Equality advocates have welcomed the Canadian government’s moves towards criminalising anti-LGBTQ ‘conversion therapy’.
The federal government has introduced legislation that would ban the discredited practice, meeting an election promise of Prime Minister Justin Trudeau.
Conversion therapy may be run by churches or secular organisations, and can range from counselling to aversion treatments such as electric shocks in an attempt to force a person to be heterosexual or cisgender, according to The Guardian.
“Conversion therapy has been discredited and denounced by professionals and health associations in Canada, the United States, and around the world,” said Minister of Justice and Attorney-General David Lametti.

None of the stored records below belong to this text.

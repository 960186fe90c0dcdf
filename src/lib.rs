// Copyright (c) 2018-2022  Ministerio de Fomento
//                          Instituto de Ciencias de la Construcción Eduardo Torroja (IETcc-CSIC)

// Permission is hereby granted, free of charge, to any person obtaining a copy
// of this software and associated documentation files (the "Software"), to deal
// in the Software without restriction, including without limitation the rights
// to use, copy, modify, merge, publish, distribute, sublicense, and/or sell
// copies of the Software, and to permit persons to whom the Software is
// furnished to do so, subject to the following conditions:

// The above copyright notice and this permission notice shall be included in
// all copies or substantial portions of the Software.

// THE SOFTWARE IS PROVIDED "AS IS", WITHOUT WARRANTY OF ANY KIND, EXPRESS OR
// IMPLIED, INCLUDING BUT NOT LIMITED TO THE WARRANTIES OF MERCHANTABILITY,
// FITNESS FOR A PARTICULAR PURPOSE AND NONINFRINGEMENT. IN NO EVENT SHALL THE
// AUTHORS OR COPYRIGHT HOLDERS BE LIABLE FOR ANY CLAIM, DAMAGES OR OTHER
// LIABILITY, WHETHER IN AN ACTION OF CONTRACT, TORT OR OTHERWISE, ARISING FROM,
// OUT OF OR IN CONNECTION WITH THE SOFTWARE OR THE USE OR OTHER DEALINGS IN THE
// SOFTWARE.

// Author(s): Rafael Villar Burke <pachi@ietcc.csic.es>

/*!
RenoPlan
========

This crate provides a library and binary that **supports decisions on the energy renovation of
residential buildings**.

From a short description of a building (country, category, construction period, floor area and
technical systems) it:

- estimates the energy profile of the building using the hourly simulation of a reference
  building (archetype) of the same country and category, scaled to the building floor area
- evaluates a renovation scenario, built from the selected energy conservation measures,
  against the current state of the building
- computes the financial indicators of the renovation (NPV, IRR, ROI, simple and discounted
  payback), including loan funding
- ranks the renovation scenarios with a multi-criteria analysis (TOPSIS), using the priorities
  of a user persona

The building simulations are provided by remote services, abstracted by the
[`SimulationService`](simulation::SimulationService) trait. The crate includes a service that
answers from a JSON recording of the remote services
([`RecordedService`](recorded::RecordedService)).

Este *crate* proporciona una biblioteca y un programa para **la toma de decisiones sobre la
rehabilitación energética de edificios residenciales**: estimación del perfil energético a
partir de arquetipos, evaluación de escenarios de rehabilitación, indicadores económicos y
clasificación multicriterio de las alternativas (TOPSIS).

# Ejemplo

```rust
use std::fs::read_to_string;
use renoplan::*;

// Servicio de simulación grabado
let service = read_to_string("test_data/simulations.json")
    .unwrap()
    .parse::<RecordedService>()
    .unwrap();

// Datos del edificio
let building: BuildingInfo =
    serde_json::from_str(&read_to_string("test_data/building.json").unwrap()).unwrap();

// Sesión de planificación
let mut session = PlanningSession::new(service);
session.set_building(building).unwrap();
session.set_measures(&[RenovationMeasure::WallInsulation]);
session.set_persona("cost_conscious").unwrap();

// Estimación, escenarios, indicadores económicos y clasificación
let report = session.report().unwrap();
assert_eq!(report.estimation.epc_class, EpcClass::C);

// Visualización compacta
println!("{}", report.to_plain());
```

*/

#![deny(missing_docs)]

mod vecops;

pub mod asplain;
pub mod error;
pub mod estimator;
pub mod finance;
pub mod mcda;
pub mod recorded;
pub mod scenarios;
pub mod session;
pub mod simulation;
pub mod types;

pub use asplain::{AsPlain, PlanReport};
pub use error::RenovationError;
pub use estimator::EnergyProfileEstimator;
pub use finance::{FinancialParams, UserFinancialParams};
pub use recorded::RecordedService;
pub use scenarios::RenovationScenarioEvaluator;
pub use session::PlanningSession;
pub use simulation::{CachedService, SimulationService};
pub use types::*;

/// Número de versión de la librería
///
/// Version number
pub static VERSION: &str = env!("CARGO_PKG_VERSION");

“It has no basis on science or facts.”
The proposed changes to Canada’s Criminal Code include offenses such as causing a person to undergo conversion therapy and advertising or profiting from the practice.
Australian LGBTIQ advocacy group just.equal has praised Canada’s proposed new legislation.
“We welcome Canada’s move to criminalise conversion practices and hope it encourages Australian legislators to do the same,” said spokesperson Brian Greig.
“Conversion practices are so cruel and destructive that a simple ban is inadequate and a criminal penalty must apply.
“We hope the ideology behind conversion practices – that LGBTIQ people are broken and need to be fixed – will also be dealt with in the Canadian proposal.”
In Australia, federal and state governments are under increasing pressure to similarly ban conversion therapy.
More than 62,000 people have signed a petition calling on the federal government to criminalise the practice.
Prime Minister Scott Morrison in 2018 dismissed the matter, saying, “It’s just not an issue for me, and I’m not planning to get engaged in the issue.”
Several state and territory governments have introduced bills to ban conversion therapy, but none have yet passed.
Queensland’s “ground-breaking” proposed legislation would be the country’s first clear ban, Star Observer has reported.
“Practices that try to change or suppress a person’s sexual orientation or their gender identity have always been immoral and unethical – now they will be illegal,” said Queensland Health Minister Steven Miles in November.
“I strongly oppose any suggestion that being LGBTIQ is a disorder that requires medical treatment.”
The bill has so far been set back by criticism and debate.
New Zealand is also currently considering criminalisation of conversion therapy, with concerns raised that such a ban could interfere with religious freedom.